En cas d’absence de communication dans le délai prescrit, la demande est réputée avoir été rejetée ».
- La demande a été adressée à la partie adverse le 11 juillet 2023.
La partie adverse n’y ayant pas donné suite, la demande a été rejetée implicitement le 10 août 2023, en application de l’article L3231-3, alinéa 4, du CDLD.
La partie requérante a introduit son recours le 13 août 2023, soit dans le délai de 30 jours prévu à l’article 8bis, alinéa 1er, second tiret, du décret du 30 mars 1995 et rendu applicable par l’article L3231-5, § 1er, du CDLD.
Dès lors, le recours est recevable.
- Examen au fond
- La Commission rappelle que tous les documents administratifs sont en principe publics. C'est le principe consacré à l'article 32 de la Constitution. Une entité ne peut refuser la publicité que dans la mesure où elle peut se baser sur l'un des motifs d'exception visés par les régimes législatifs applicables et motiver sa décision de manière concrète et suffisante. Dans la mesure où ce n'est pas le cas, l’entité est tenue d’assurer la publicité des documents administratifs.
Dans le cadre de ses prérogatives de réformation, la Commission est elle-même compétente pour apprécier dans quelle mesure il y a lieu de faire droit à la demande d'accès au document administratif, en procédant à la mise en balance requise entre l’intérêt de la publicité des documents administratifs et l’intérêt protégé par le motif d’exception invoqué.
- La Commission constate que la partie adverse n’a pas répondu dans le délai imparti à la demande d’informations qui lui a été adressée en application de l’article 8ter, alinéa 1er, du décret du 30 mars 1995.

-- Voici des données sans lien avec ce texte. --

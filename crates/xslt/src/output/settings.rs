use crate::error::XsltError;
use serde::{Deserialize, Serialize};

#[derive(Debug, Clone, Copy, PartialEq, Eq, Serialize, Deserialize)]
#[serde(rename_all = "lowercase")]
pub enum OutputMethod {
    Xml,
    Html,
    Text,
}

impl OutputMethod {
    pub fn parse(value: &str) -> Option<Self> {
        match value {
            "xml" => Some(OutputMethod::Xml),
            "html" => Some(OutputMethod::Html),
            "text" => Some(OutputMethod::Text),
            _ => None,
        }
    }
}

/// The merged `xsl:output` declarations of a stylesheet. Unset fields fall
/// back to the defaults of the chosen method.
#[derive(Debug, Clone, Default, PartialEq, Serialize, Deserialize)]
#[serde(rename_all = "kebab-case", default)]
pub struct OutputSettings {
    pub method: Option<OutputMethod>,
    pub version: Option<String>,
    pub encoding: Option<String>,
    pub omit_xml_declaration: Option<bool>,
    pub standalone: Option<bool>,
    pub doctype_public: Option<String>,
    pub doctype_system: Option<String>,
    /// Element names in `{uri}local` form.
    pub cdata_section_elements: Vec<String>,
    pub indent: Option<bool>,
    pub media_type: Option<String>,
}

macro_rules! take_set {
    ($self:ident, $other:ident, $($field:ident),+) => {
        $(
            if $other.$field.is_some() {
                $self.$field = $other.$field.clone();
            }
        )+
    };
}

impl OutputSettings {
    pub fn from_json(json: &str) -> Result<Self, XsltError> {
        Ok(serde_json::from_str(json)?)
    }

    /// Overlays the attributes set in `other`, which has equal or higher
    /// import precedence. CDATA section element lists are unioned.
    pub fn merge(&mut self, other: &OutputSettings) {
        take_set!(
            self,
            other,
            method,
            version,
            encoding,
            omit_xml_declaration,
            standalone,
            doctype_public,
            doctype_system,
            indent,
            media_type
        );
        for name in &other.cdata_section_elements {
            if !self.cdata_section_elements.contains(name) {
                self.cdata_section_elements.push(name.clone());
            }
        }
    }

    pub fn indent_for(&self, method: OutputMethod) -> bool {
        self.indent.unwrap_or(method == OutputMethod::Html)
    }

    pub fn encoding(&self) -> &str {
        self.encoding.as_deref().unwrap_or("UTF-8")
    }
}
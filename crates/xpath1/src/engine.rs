//! The evaluation engine for executing a parsed XPath AST against a generic `DataSourceNode`.

use super::ast::{
    Axis, BinaryOperator, Expression, LocationPath, NodeTest, NodeTypeTest, PathOrigin, Step, UnaryOperator,
};
use super::context::{ContextResolver, XML_NAMESPACE};
use super::fragment::ResultFragment;
use super::functions::{self, FunctionRegistry};
use super::{axes, operators};
use crate::datasource::{DataSourceNode, NodeType};
use crate::error::XPathError;
use std::fmt;
use std::marker::PhantomData;
use std::sync::Arc;

/// Represents the possible result types of an XPath expression evaluation.
///
/// Node-sets produced by the engine are always sorted in document order without duplicates.
#[derive(Debug, Clone)]
pub enum XPathValue<N> {
    NodeSet(Vec<N>),
    String(String),
    Number(f64),
    Boolean(bool),
    /// A result tree fragment. Behaves like a node-set holding a single root node
    /// when converted, but cannot be navigated by location paths.
    Fragment(Arc<ResultFragment>),
}

impl<'a, N: DataSourceNode<'a>> XPathValue<N> {
    /// Coerces the XPath value to a boolean as per XPath 1.0 rules.
    pub fn to_bool(&self) -> bool {
        match self {
            XPathValue::NodeSet(nodes) => !nodes.is_empty(),
            XPathValue::String(s) => !s.is_empty(),
            XPathValue::Number(n) => *n != 0.0 && !n.is_nan(),
            XPathValue::Boolean(b) => *b,
            XPathValue::Fragment(_) => true,
        }
    }

    /// Coerces the XPath value to a number as per XPath 1.0 rules.
    pub fn to_number(&self) -> f64 {
        match self {
            XPathValue::Number(n) => *n,
            XPathValue::Boolean(b) => {
                if *b {
                    1.0
                } else {
                    0.0
                }
            }
            other => string_to_number(&other.to_string()),
        }
    }

    pub fn type_name(&self) -> &'static str {
        match self {
            XPathValue::NodeSet(_) => "node-set",
            XPathValue::String(_) => "string",
            XPathValue::Number(_) => "number",
            XPathValue::Boolean(_) => "boolean",
            XPathValue::Fragment(_) => "result tree fragment",
        }
    }

    /// Unwraps a node-set, failing for every other type.
    pub fn into_node_set(self) -> Result<Vec<N>, XPathError> {
        match self {
            XPathValue::NodeSet(nodes) => Ok(nodes),
            other => Err(XPathError::TypeError(format!(
                "Expression must evaluate to a node-set, got a {}",
                other.type_name()
            ))),
        }
    }
}

impl<'a, N: DataSourceNode<'a>> fmt::Display for XPathValue<N> {
    /// Coerces the XPath value to a string as per XPath 1.0 rules.
    fn fmt(&self, f: &mut fmt::Formatter<'_>) -> fmt::Result {
        match self {
            XPathValue::NodeSet(nodes) => write!(
                f,
                "{}",
                nodes.first().map(|n| n.string_value()).unwrap_or_default()
            ),
            XPathValue::String(s) => write!(f, "{}", s),
            XPathValue::Number(n) => write!(f, "{}", number_to_string(*n)),
            XPathValue::Boolean(b) => write!(f, "{}", b),
            XPathValue::Fragment(fragment) => write!(f, "{}", fragment.string_value()),
        }
    }
}

/// XPath 1.0 number to string conversion: no exponents, integers without a decimal point.
pub fn number_to_string(n: f64) -> String {
    if n.is_nan() {
        "NaN".to_string()
    } else if n.is_infinite() {
        if n > 0.0 {
            "Infinity".to_string()
        } else {
            "-Infinity".to_string()
        }
    } else if n == 0.0 {
        "0".to_string()
    } else {
        format!("{}", n)
    }
}

/// XPath 1.0 string to number conversion. Anything other than optional
/// whitespace around an optionally negated decimal literal is NaN.
pub fn string_to_number(s: &str) -> f64 {
    let trimmed = s.trim_matches(|c| matches!(c, ' ' | '\t' | '\n' | '\r'));
    let digits = trimmed.strip_prefix('-').unwrap_or(trimmed);
    let mut seen_digit = false;
    let mut seen_dot = false;
    for c in digits.chars() {
        match c {
            '0'..='9' => seen_digit = true,
            '.' if !seen_dot => seen_dot = true,
            _ => return f64::NAN,
        }
    }
    if !seen_digit {
        return f64::NAN;
    }
    trimmed.parse().unwrap_or(f64::NAN)
}

/// A container for all state needed during expression evaluation.
/// `'a` is the lifetime of the underlying data source.
/// `'d` is the lifetime of the evaluation context itself.
pub struct EvaluationContext<'a, 'd, N: DataSourceNode<'a>> {
    pub context_node: N,
    pub root_node: N,
    pub functions: &'d FunctionRegistry,
    pub context_position: usize, // 1-based index
    pub context_size: usize,
    /// Variables, namespace prefixes and host functions.
    pub resolver: &'d dyn ContextResolver<'a, N>,
    _marker: PhantomData<&'a ()>,
}

impl<'a, 'd, N: DataSourceNode<'a>> EvaluationContext<'a, 'd, N> {
    pub fn new(
        context_node: N,
        root_node: N,
        functions: &'d FunctionRegistry,
        context_position: usize,
        context_size: usize,
        resolver: &'d dyn ContextResolver<'a, N>,
    ) -> Self {
        Self {
            context_node,
            root_node,
            functions,
            context_position,
            context_size,
            resolver,
            _marker: PhantomData,
        }
    }

    /// The same context focused on another node.
    pub fn with_node(&self, node: N, position: usize, size: usize) -> Self {
        Self::new(
            node,
            self.root_node,
            self.functions,
            position,
            size,
            self.resolver,
        )
    }

    pub fn resolve_prefix(&self, prefix: &str) -> Result<&'d str, XPathError> {
        let resolver: &'d dyn ContextResolver<'a, N> = self.resolver;
        match resolver.namespace_uri(prefix) {
            Some(uri) => Ok(uri),
            None if prefix == "xml" => Ok(XML_NAMESPACE),
            None => Err(XPathError::UndeclaredPrefix(prefix.to_string())),
        }
    }
}

/// Evaluates a compiled expression and returns a concrete `XPathValue`.
pub fn evaluate<'a, N>(
    expr: &Expression,
    e_ctx: &EvaluationContext<'a, '_, N>,
) -> Result<XPathValue<N>, XPathError>
where
    N: DataSourceNode<'a> + 'a,
{
    match expr {
        Expression::Literal(s) => Ok(XPathValue::String(s.clone())),
        Expression::Number(n) => Ok(XPathValue::Number(*n)),
        Expression::LocationPath(path) => {
            let nodes = evaluate_location_path(path, e_ctx)?;
            Ok(XPathValue::NodeSet(nodes))
        }
        Expression::Variable(name) => e_ctx.resolver.variable(name),
        Expression::FunctionCall { name, args } => {
            let mut evaluated_args = Vec::with_capacity(args.len());
            for arg in args {
                evaluated_args.push(evaluate(arg, e_ctx)?);
            }
            if e_ctx.resolver.has_function(name) {
                e_ctx.resolver.call_function(name, evaluated_args, e_ctx)
            } else {
                functions::evaluate_function(name, evaluated_args, e_ctx)
            }
        }
        Expression::Filter { expr, predicates } => {
            let nodes = evaluate(expr, e_ctx)?.into_node_set()?;
            Ok(XPathValue::NodeSet(apply_predicates(nodes, predicates, e_ctx)?))
        }
        Expression::BinaryOp { left, op, right } => match op {
            BinaryOperator::Or => {
                if evaluate(left, e_ctx)?.to_bool() {
                    return Ok(XPathValue::Boolean(true));
                }
                Ok(XPathValue::Boolean(evaluate(right, e_ctx)?.to_bool()))
            }
            BinaryOperator::And => {
                if !evaluate(left, e_ctx)?.to_bool() {
                    return Ok(XPathValue::Boolean(false));
                }
                Ok(XPathValue::Boolean(evaluate(right, e_ctx)?.to_bool()))
            }
            _ => {
                let left_val = evaluate(left, e_ctx)?;
                let right_val = evaluate(right, e_ctx)?;
                operators::evaluate(*op, left_val, right_val)
            }
        },
        Expression::UnaryOp { op, expr } => {
            let val = evaluate(expr, e_ctx)?;
            match op {
                UnaryOperator::Minus => Ok(XPathValue::Number(-val.to_number())),
            }
        }
    }
}

fn evaluate_location_path<'a, N>(
    path: &LocationPath,
    e_ctx: &EvaluationContext<'a, '_, N>,
) -> Result<Vec<N>, XPathError>
where
    N: DataSourceNode<'a> + 'a,
{
    let mut current_nodes = match &path.origin {
        PathOrigin::Context => vec![e_ctx.context_node],
        PathOrigin::Root => vec![e_ctx.root_node],
        PathOrigin::Expr(start) => evaluate(start, e_ctx)?.into_node_set()?,
    };

    for step in &path.steps {
        current_nodes = evaluate_step(step, &current_nodes, e_ctx)?;
    }
    Ok(current_nodes)
}

/// Evaluates one step for every context node separately, so that predicates see
/// proximity positions relative to their own context node, then merges the
/// results into document order.
fn evaluate_step<'a, N>(
    step: &Step,
    context_nodes: &[N],
    e_ctx: &EvaluationContext<'a, '_, N>,
) -> Result<Vec<N>, XPathError>
where
    N: DataSourceNode<'a> + 'a,
{
    let mut results = Vec::new();
    for &node in context_nodes {
        let mut tested = Vec::new();
        for candidate in collect_axis_nodes(step.axis, node) {
            if matches_node_test(candidate, &step.node_test, step.axis, e_ctx)? {
                tested.push(candidate);
            }
        }
        results.extend(apply_predicates(tested, &step.predicates, e_ctx)?);
    }
    results.sort();
    results.dedup();
    Ok(results)
}

/// Collects the nodes along `axis` from `node`, in proximity order: document
/// order for forward axes, reverse document order for reverse axes.
pub fn collect_axis_nodes<'a, N>(axis: Axis, node: N) -> Vec<N>
where
    N: DataSourceNode<'a> + 'a,
{
    axes::nodes_on_axis(axis, node)
}

/// Tests a node against a `NodeTest`, honouring the principal node type of the axis.
pub fn matches_node_test<'a, N>(
    node: N,
    test: &NodeTest,
    axis: Axis,
    e_ctx: &EvaluationContext<'a, '_, N>,
) -> Result<bool, XPathError>
where
    N: DataSourceNode<'a> + 'a,
{
    let principal = match axis {
        Axis::Attribute => NodeType::Attribute,
        Axis::Namespace => NodeType::Namespace,
        _ => NodeType::Element,
    };
    let matched = match test {
        NodeTest::Wildcard => node.node_type() == principal,
        NodeTest::NamespaceWildcard(prefix) => {
            if node.node_type() != principal || principal == NodeType::Namespace {
                return Ok(false);
            }
            let uri = e_ctx.resolve_prefix(prefix)?;
            node.namespace_uri().unwrap_or("") == uri
        }
        NodeTest::Name(name) => {
            if node.node_type() != principal {
                return Ok(false);
            }
            let (prefix, local) = match name.split_once(':') {
                Some((p, l)) => (Some(p), l),
                None => (None, name.as_str()),
            };
            let Some(q_name) = node.name() else {
                return Ok(false);
            };
            if q_name.local_part != local {
                return Ok(false);
            }
            if principal == NodeType::Namespace {
                prefix.is_none()
            } else {
                let expected = match prefix {
                    Some(p) => e_ctx.resolve_prefix(p)?,
                    None => "",
                };
                node.namespace_uri().unwrap_or("") == expected
            }
        }
        NodeTest::NodeType(ntt) => match ntt {
            NodeTypeTest::Text => node.node_type() == NodeType::Text,
            NodeTypeTest::Comment => node.node_type() == NodeType::Comment,
            NodeTypeTest::ProcessingInstruction => {
                node.node_type() == NodeType::ProcessingInstruction
            }
            NodeTypeTest::Node => true,
        },
        NodeTest::ProcessingInstructionTarget(target) => {
            node.node_type() == NodeType::ProcessingInstruction
                && node.name().is_some_and(|q| q.local_part == target)
        }
    };
    Ok(matched)
}

/// Filters `nodes` (in proximity order) through each predicate in turn.
pub fn apply_predicates<'a, N>(
    nodes: Vec<N>,
    predicates: &[Expression],
    e_ctx: &EvaluationContext<'a, '_, N>,
) -> Result<Vec<N>, XPathError>
where
    N: DataSourceNode<'a> + 'a,
{
    let mut final_nodes = nodes;
    for predicate in predicates {
        let context_size = final_nodes.len();
        let mut predicate_results = Vec::with_capacity(context_size);
        for (i, node) in final_nodes.iter().enumerate() {
            let predicate_e_ctx = e_ctx.with_node(*node, i + 1, context_size);
            let keep = match evaluate(predicate, &predicate_e_ctx)? {
                XPathValue::Number(n) => n == (i + 1) as f64,
                other => other.to_bool(),
            };
            if keep {
                predicate_results.push(*node);
            }
        }
        final_nodes = predicate_results;
    }
    Ok(final_nodes)
}
//! Small helpers shared by the compiler and the processor: attribute lookup,
//! source positions and XML name checks.

use crate::error::{Location, XsltError};
use std::str::from_utf8;

pub type OwnedAttributes = Vec<(Vec<u8>, Vec<u8>)>;

pub const XSLT_NAMESPACE: &str = "http://www.w3.org/1999/XSL/Transform";
pub const XMLNS_NAMESPACE: &str = "http://www.w3.org/2000/xmlns/";

pub fn get_owned_attributes(
    e: &quick_xml::events::BytesStart,
) -> Result<OwnedAttributes, XsltError> {
    let mut attrs = Vec::new();
    for attr in e.attributes() {
        let a = attr?;
        let raw = normalize_attribute_value(from_utf8(&a.value)?);
        let value = quick_xml::escape::unescape(&raw)
            .map_err(|err| XsltError::execution(err.to_string()))?;
        attrs.push((a.key.as_ref().to_vec(), value.into_owned().into_bytes()));
    }
    Ok(attrs)
}

/// Literal tabs and line breaks in the raw attribute text read as spaces.
/// Character references such as `&#10;` are expanded afterwards and keep
/// their character.
fn normalize_attribute_value(raw: &str) -> String {
    raw.replace("\r\n", "\n")
        .chars()
        .map(|c| if matches!(c, '\t' | '\n' | '\r') { ' ' } else { c })
        .collect()
}

pub fn get_attr_optional(attrs: &OwnedAttributes, name: &[u8]) -> Result<Option<String>, XsltError> {
    for (key, value) in attrs {
        if key == name {
            return Ok(Some(from_utf8(value)?.to_string()));
        }
    }
    Ok(None)
}

pub fn get_line_col_from_pos(source: &str, pos: usize) -> (usize, usize) {
    let mut end = pos.min(source.len());
    while !source.is_char_boundary(end) {
        end -= 1;
    }
    let prefix = &source[..end];
    let line = prefix.matches('\n').count() + 1;
    let col = prefix.rfind('\n').map_or(end + 1, |nl| end - nl);
    (line, col)
}

pub fn location_of(uri: &str, source: &str, pos: usize) -> Location {
    let (line, col) = get_line_col_from_pos(source, pos);
    Location::new(uri, line, col)
}

fn is_name_start(c: char) -> bool {
    c.is_alphabetic() || c == '_'
}

fn is_name_char(c: char) -> bool {
    c.is_alphanumeric() || matches!(c, '_' | '-' | '.' | '\u{B7}')
}

pub fn is_ncname(name: &str) -> bool {
    let mut chars = name.chars();
    match chars.next() {
        Some(first) if is_name_start(first) => chars.all(is_name_char),
        _ => false,
    }
}

pub fn is_qname(name: &str) -> bool {
    match name.split_once(':') {
        Some((prefix, local)) => is_ncname(prefix) && is_ncname(local),
        None => is_ncname(name),
    }
}

/// Splits `prefix:local`; an unprefixed name has an empty prefix.
pub fn split_qname(name: &str) -> (&str, &str) {
    name.split_once(':').unwrap_or(("", name))
}

/// Clark notation for an expanded name: `{uri}local`, or just `local`.
pub fn expanded_name(namespace: &str, local: &str) -> String {
    if namespace.is_empty() {
        local.to_string()
    } else {
        format!("{{{}}}{}", namespace, local)
    }
}

pub fn is_whitespace_only(text: &str) -> bool {
    text.chars().all(|c| matches!(c, ' ' | '\t' | '\n' | '\r'))
}

#[cfg(test)]
mod tests {
    use super::*;

    #[test]
    fn line_and_column_are_one_based() {
        let source = "<a>\n  <b/>\n</a>";
        assert_eq!(get_line_col_from_pos(source, 0), (1, 1));
        assert_eq!(get_line_col_from_pos(source, 6), (2, 3));
    }

    #[test]
    fn character_references_survive_attribute_normalization() {
        let mut reader = quick_xml::Reader::from_str("<o a=\"x&#10;y&#9;z\" b=\"p\nq\tr\"/>");
        let Ok(quick_xml::events::Event::Empty(start)) = reader.read_event() else {
            panic!("expected an empty element");
        };
        let attrs = get_owned_attributes(&start).unwrap();
        assert_eq!(get_attr_optional(&attrs, b"a").unwrap().as_deref(), Some("x\ny\tz"));
        assert_eq!(get_attr_optional(&attrs, b"b").unwrap().as_deref(), Some("p q r"));
    }

    #[test]
    fn qname_validation() {
        assert!(is_qname("xsl:template"));
        assert!(is_qname("para"));
        assert!(!is_qname("1abc"));
        assert!(!is_qname("a:b:c"));
        assert!(!is_qname(""));
        assert!(is_ncname("pi-target"));
        assert!(!is_ncname("x:y"));
    }

    #[test]
    fn expanded_names_use_clark_notation() {
        assert_eq!(expanded_name("", "x"), "x");
        assert_eq!(expanded_name("urn:a", "x"), "{urn:a}x");
        assert_eq!(split_qname("p:x"), ("p", "x"));
        assert_eq!(split_qname("x"), ("", "x"));
    }
}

Néanmoins, la partie adverse a, après l’expiration du délai susvisé, communiqué à la Commission des informations dont il y a lieu, pour des raisons de bonne administration, de tenir compte dans le cadre de l’examen du présent recours.
- En l’espèce, la partie adverse invoque – bien qu’implicitement en se référant au Règlement (UE) 2016/679 du Parlement européen et du Conseil du 27 avril 2016 relatif à la protection des personnes physiques à l’égard du traitement des données à caractère personnel et à la libre circulation de ces données (ci-après RGPD) ou encore à l'article 8, § 1er, de la Charte des droits fondamentaux de l'Union européenne et l'article 16, § 1er, du Traité sur le fonctionnement de l'Union européenne – l’exception relative au respect du droit à la vie privée, prévue à l’article 6, § 2, 1°, du décret du 30 mars 1995. Elle explique que « la version électronique des listings des logements inoccupés dont la communication est demandée, comportent des informations telles que les libellés des rues, les numéros des habitations ainsi que l’index (l’identification ou sous-numérotation de la partie concernée de l’immeuble) ». Elle indique également que « les rôles de la taxe sur les immeubles inoccupés dont la communication est demandée, comportent des informations telles que les noms et adresses de chaque redevable concerné ainsi que les lieux faisant l’objet de l’imposition ».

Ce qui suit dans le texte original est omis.